Bleeding from the nose. Eyes locked on target. Runes blazing on the disruptor, not light, information. Frequencies. Patterns. The language of disruption translated into something the anomaly could understand.
“Shammy, eastern edge. Ace, don't kill it for four seconds.”
Ace stopped moving. Held. Waited.
That was harder than killing.
Shammy's presence shifted. Pressure releasing in the east, compressing elsewhere. The anomaly rotated toward the weak point.
Mai fired.
The beam didn't hit the anomaly. It hit the space around it. A frequency that resonated with the pressure gradients, found the places where the anomaly's own structure created instability.
It didn't explode. Didn't collapse.
It equalized.
The pressure smoothed out. Flattened. Became what it should have been: air. Just air. Normal pressure. Normal density.
The screaming stopped.
Silence.
Then groans. The primary team stirring. Remembering they were alive.
Ace sheathed her katanas. Her hands were shaking.
Not fear. The Violet fragment settling deeper, satisfied with the violence, demanding rest. She didn't give it rest. Not yet.
Shammy stood in the center of the chamber. Stormlight gone from her eyes. Air thin around her. She was holding herself upright through something other than physical strength.
Mai lowered the disruptor. Runes dimmed.
Blood dripped from her nose onto concrete.
Nobody mentioned it.
Primary team evacuated. Theta-24 on cleanup. Anomaly secured for transport.
Ace stood in the corridor. Hands had stopped shaking. Mostly.
Shammy leaned against the wall. Head near the ceiling. Air pressure normal now, the anomaly's wrongness gone. But Shammy's presence felt hollow. Like she'd given something away and hadn't gotten it back.
Mai wiped blood from her upper lip. Examined her hand. Wiped again.
“That was inefficient.” Clinical. “Calibration window was wider than optimal. We need to revise our approach to atmospheric-class anomalies.”
Ace looked at her.
Mai's eyes met hers.
Neither spoke.
“We'll debrief.” Mai continued. “Standard protocol. After medical.”
“We're fine.” Flat.
“You're shaking. Shammy's drifting. I'm.” She stopped. Hand to her nose again. “We're fine for now. But the Foundation will want to know what happened. Whether the approach is sustainable.”
“Sustainable.” Ace's repetition carried weight beyond the word.
“The question isn't whether it worked.” Mai's fingers found her temple. That rhythm again. “It's whether we can keep doing it. Without.” Pause. “The question is sustainability.”
Debrief room. Smaller than theirs. Sterile. Designed for observation.
Three chairs. One table. Two-way mirror.
The debrief officer wasn't familiar. New, or just someone they hadn't worked with. She sat across from them, terminal ready, expression professionally neutral.

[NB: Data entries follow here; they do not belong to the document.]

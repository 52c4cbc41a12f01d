//! Core domain types for tic-tac-toe.

use derive_getters::Getters;
use std::hash::{Hash, Hasher};
use std::sync::atomic::{AtomicU64, Ordering};
use tracing::{instrument, trace};

static NEXT_PLAYER_ID: AtomicU64 = AtomicU64::new(1);

/// Identity of a [`Player`], unique within the process.
#[derive(Debug, Clone, Copy, PartialEq, Eq, Hash, PartialOrd, Ord, derive_more::Display)]
#[display("#{}", _0)]
pub struct PlayerId(u64);

impl PlayerId {
    fn next() -> Self {
        Self(NEXT_PLAYER_ID.fetch_add(1, Ordering::Relaxed))
    }
}

/// A participant: a display name and the icon drawn on occupied squares.
///
/// Players compare by identity. Every call to [`Player::new`] yields a
/// distinct player even when name and icon repeat; clones share the
/// original's identity.
#[derive(Debug, Clone, Getters)]
pub struct Player {
    /// Identity used for line ownership.
    id: PlayerId,
    /// Display name, echoed in prompts.
    name: String,
    /// Token rendered on the board.
    icon: String,
}

impl Player {
    /// Creates a new player with a fresh identity.
    #[instrument(skip_all)]
    pub fn new(name: impl Into<String>, icon: impl Into<String>) -> Self {
        let player = Self {
            id: PlayerId::next(),
            name: name.into(),
            icon: icon.into(),
        };
        trace!(id = %player.id, name = %player.name, icon = %player.icon, "Player created");
        player
    }
}

impl PartialEq for Player {
    fn eq(&self, other: &Self) -> bool {
        self.id == other.id
    }
}

impl Eq for Player {}

impl Hash for Player {
    fn hash<H: Hasher>(&self, state: &mut H) {
        self.id.hash(state);
    }
}

impl std::fmt::Display for Player {
    fn fmt(&self, f: &mut std::fmt::Formatter<'_>) -> std::fmt::Result {
        write!(f, "{} ({})", self.name, self.icon)
    }
}

/// A square on the board.
#[derive(Debug, Clone, Default, PartialEq, Eq)]
pub enum Square {
    /// Empty square.
    #[default]
    Empty,
    /// Square occupied by a player.
    Occupied(Player),
}

impl Square {
    /// Returns the occupant, if any.
    pub fn occupant(&self) -> Option<&Player> {
        match self {
            Square::Empty => None,
            Square::Occupied(player) => Some(player),
        }
    }

    /// Checks if the square is empty.
    pub fn is_empty(&self) -> bool {
        matches!(self, Square::Empty)
    }
}
//! Export an experiment's record to a file on disk.

use crate::domain::experiment::client::Experiments;
use crate::error::{HttpError, SdkError, ValidationError};
use crate::http::Method;

use reqwest::header::HeaderMap;
use std::fmt;
use std::fs;
use std::path::{Path, PathBuf};
use std::str::FromStr;

/// Target formats accepted by the export endpoint.
#[derive(Debug, Clone, Copy, PartialEq, Eq)]
pub enum ExportFormat {
    Csv,
    Eln,
    Json,
    QrPdf,
    QrPng,
    Pdf,
    PdfA,
    Zip,
    ZipA,
}

impl ExportFormat {
    /// Wire value for the `format` query parameter.
    pub fn as_str(&self) -> &'static str {
        match self {
            ExportFormat::Csv => "csv",
            ExportFormat::Eln => "eln",
            ExportFormat::Json => "json",
            ExportFormat::QrPdf => "qrpdf",
            ExportFormat::QrPng => "qrpng",
            ExportFormat::Pdf => "pdf",
            ExportFormat::PdfA => "pdfa",
            ExportFormat::Zip => "zip",
            ExportFormat::ZipA => "zipa",
        }
    }

    /// On-disk suffix. The compound formats map to their real
    /// extensions: `qrpdf` to `qr.pdf`, `qrpng` to `qr.png`, and the
    /// archival variants `pdfa`/`zipa` to plain `pdf`/`zip`.
    pub fn suffix(&self) -> &'static str {
        match self {
            ExportFormat::Csv => "csv",
            ExportFormat::Eln => "eln",
            ExportFormat::Json => "json",
            ExportFormat::QrPdf => "qr.pdf",
            ExportFormat::QrPng => "qr.png",
            ExportFormat::Pdf | ExportFormat::PdfA => "pdf",
            ExportFormat::Zip | ExportFormat::ZipA => "zip",
        }
    }
}

impl fmt::Display for ExportFormat {
    fn fmt(&self, f: &mut fmt::Formatter<'_>) -> fmt::Result {
        f.write_str(self.as_str())
    }
}

impl FromStr for ExportFormat {
    type Err = ValidationError;

    fn from_str(s: &str) -> Result<Self, Self::Err> {
        match s.to_ascii_lowercase().as_str() {
            "csv" => Ok(ExportFormat::Csv),
            "eln" => Ok(ExportFormat::Eln),
            "json" => Ok(ExportFormat::Json),
            "qrpdf" => Ok(ExportFormat::QrPdf),
            "qrpng" => Ok(ExportFormat::QrPng),
            "pdf" => Ok(ExportFormat::Pdf),
            "pdfa" => Ok(ExportFormat::PdfA),
            "zip" => Ok(ExportFormat::Zip),
            "zipa" => Ok(ExportFormat::ZipA),
            _ => Err(ValidationError::InvalidExportFormat(s.to_string())),
        }
    }
}

impl<'a> Experiments<'a> {
    /// Export an experiment and write it to disk, returning the path.
    ///
    /// With no `output` path the filename is derived from the
    /// experiment's title and id in the current directory. An existing
    /// file is refused unless `overwrite` is set — checked before
    /// anything touches the disk.
    pub fn export(
        &self,
        experiment_id: i64,
        format: ExportFormat,
        output: Option<&Path>,
        overwrite: bool,
    ) -> Result<PathBuf, SdkError> {
        let path = match output {
            Some(path) => path.to_path_buf(),
            None => {
                let exp = self.get(experiment_id)?;
                derived_filename(
                    exp.title().unwrap_or("experiment"),
                    exp.id().unwrap_or(experiment_id),
                    format,
                )
            }
        };

        if path.exists() && !overwrite {
            return Err(ValidationError::OutputExists(path).into());
        }

        // The JSON rendition is the record itself; no second fetch.
        if format == ExportFormat::Json {
            let exp = self.get(experiment_id)?;
            tracing::info!(path = %path.display(), "writing experiment as JSON");
            fs::write(&path, serde_json::to_vec_pretty(exp.fields())?)?;
            return Ok(path);
        }

        tracing::info!(format = %format, "fetching experiment export");
        let mut resp = self.client.http.send(
            Method::GET,
            &format!("experiments/{experiment_id}"),
            &[("format".to_string(), format.as_str().to_string())],
            HeaderMap::new(),
            None,
        )?;

        let mut file = fs::File::create(&path)?;
        resp.copy_to(&mut file).map_err(HttpError::from)?;
        tracing::info!(path = %path.display(), "wrote export");
        Ok(path)
    }
}

/// Filename for an auto-named export: sanitized title, the id in square
/// brackets, and the format's on-disk suffix.
fn derived_filename(title: &str, id: i64, format: ExportFormat) -> PathBuf {
    let stem = sanitize_filename(&format!("{title} [{id}]"));
    PathBuf::from(format!("{stem}.{}", format.suffix()))
}

/// Strip characters that are reserved in filenames on the major
/// platforms, along with control characters.
fn sanitize_filename(name: &str) -> String {
    name.chars()
        .filter(|c| {
            !matches!(c, '/' | '\\' | ':' | '*' | '?' | '"' | '<' | '>' | '|') && !c.is_control()
        })
        .collect::<String>()
        .trim()
        .to_string()
}

#[cfg(test)]
mod tests {
    use super::*;

    #[test]
    fn test_format_round_trips_from_str() {
        for name in ["csv", "eln", "json", "qrpdf", "qrpng", "pdf", "pdfa", "zip", "zipa"] {
            let format: ExportFormat = name.parse().unwrap();
            assert_eq!(format.as_str(), name);
        }
        assert_eq!("PDF".parse::<ExportFormat>().unwrap(), ExportFormat::Pdf);
    }

    #[test]
    fn test_unknown_format_is_a_validation_error() {
        let err = "docx".parse::<ExportFormat>().unwrap_err();
        assert!(matches!(err, ValidationError::InvalidExportFormat(ref s) if s == "docx"));
    }

    #[test]
    fn test_suffix_corrections() {
        assert_eq!(ExportFormat::QrPdf.suffix(), "qr.pdf");
        assert_eq!(ExportFormat::QrPng.suffix(), "qr.png");
        assert_eq!(ExportFormat::PdfA.suffix(), "pdf");
        assert_eq!(ExportFormat::ZipA.suffix(), "zip");
        assert_eq!(ExportFormat::Csv.suffix(), "csv");
    }

    #[test]
    fn test_derived_filename_appends_id_and_suffix() {
        let path = derived_filename("My Exp", 7, ExportFormat::QrPdf);
        assert_eq!(path, PathBuf::from("My Exp [7].qr.pdf"));
    }

    #[test]
    fn test_derived_filename_sanitizes_the_title() {
        let path = derived_filename("acid/base: trial?", 3, ExportFormat::Pdf);
        assert_eq!(path, PathBuf::from("acidbase trial [3].pdf"));
    }
}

“MTF Theta-24 requested backup at 02:47. You arrived at 03:14. Containment at 03:31.” She looked up. “Unusually narrow window for atmospheric-class anomalies.”
“We've worked together before.” Mai.
“Your success rate is notable.” The officer's eyes moved across the triad. Shammy, hollowed, leaning back. Ace, compact and coiled, tracking the room. Mai, dried blood still visible beneath her nose. “Your methods less so. Standard protocol for atmospheric anomalies requires—”
“We're aware of standard protocol.” Polite. Final. “We adapted based on field conditions.”
“Adapted.” The officer's tone carried weight. “Your disruptor's readings showed significant overclock. Above recommended thresholds.”
“The anomaly required it.”
“The anomaly, or the timeline?”
Silver-blue holding professional gray.
“Both.”
A note. Fingers across the terminal.
“The primary team is stable. Six survived. Two critical but improving. Your intervention prevented further casualties.” Pause. “The Foundation's interest isn't criticism. It's understanding.”
“Understanding what?”
“How you work. Together.” Her gaze swept the triad again. “Most MTF teams need extensive coordination. Communication protocols. Established hierarchies. You function as a single operational unit.”
“We've worked together before.” Same weight as before. Final.
“For how long?”
Silence.
Long enough that Mai could feel Ace's tension without looking. That Shammy knew where to hold space without being asked. That they moved through crisis like breathing.
“Years.” Factual. Unexpanded.
Another note. The officer's expression stayed neutral, but something in her posture logged the answer. Categorized. Filed.
“Follow-up evaluations. Medical and psychological. Standard for high-intensity engagements.”
“Of course.”
“Your team performed well.” Terminal closed. She stood. Hand extended toward Mai, then seemed to think better of it. “The Foundation appreciates your service.”
The door closed.
The corridor outside. Clean. Efficient. Forgettable.
Ace by the wall. Hands steady now, but she could still feel the echo. The Violet fragment in its usual pressure point. Waiting.
Shammy beside her. Close enough that their shoulders nearly touched, except Shammy's shoulders were somewhere above Ace's head. The air around her had started to feel present again. But something had shifted. Something always shifted after they pushed too hard.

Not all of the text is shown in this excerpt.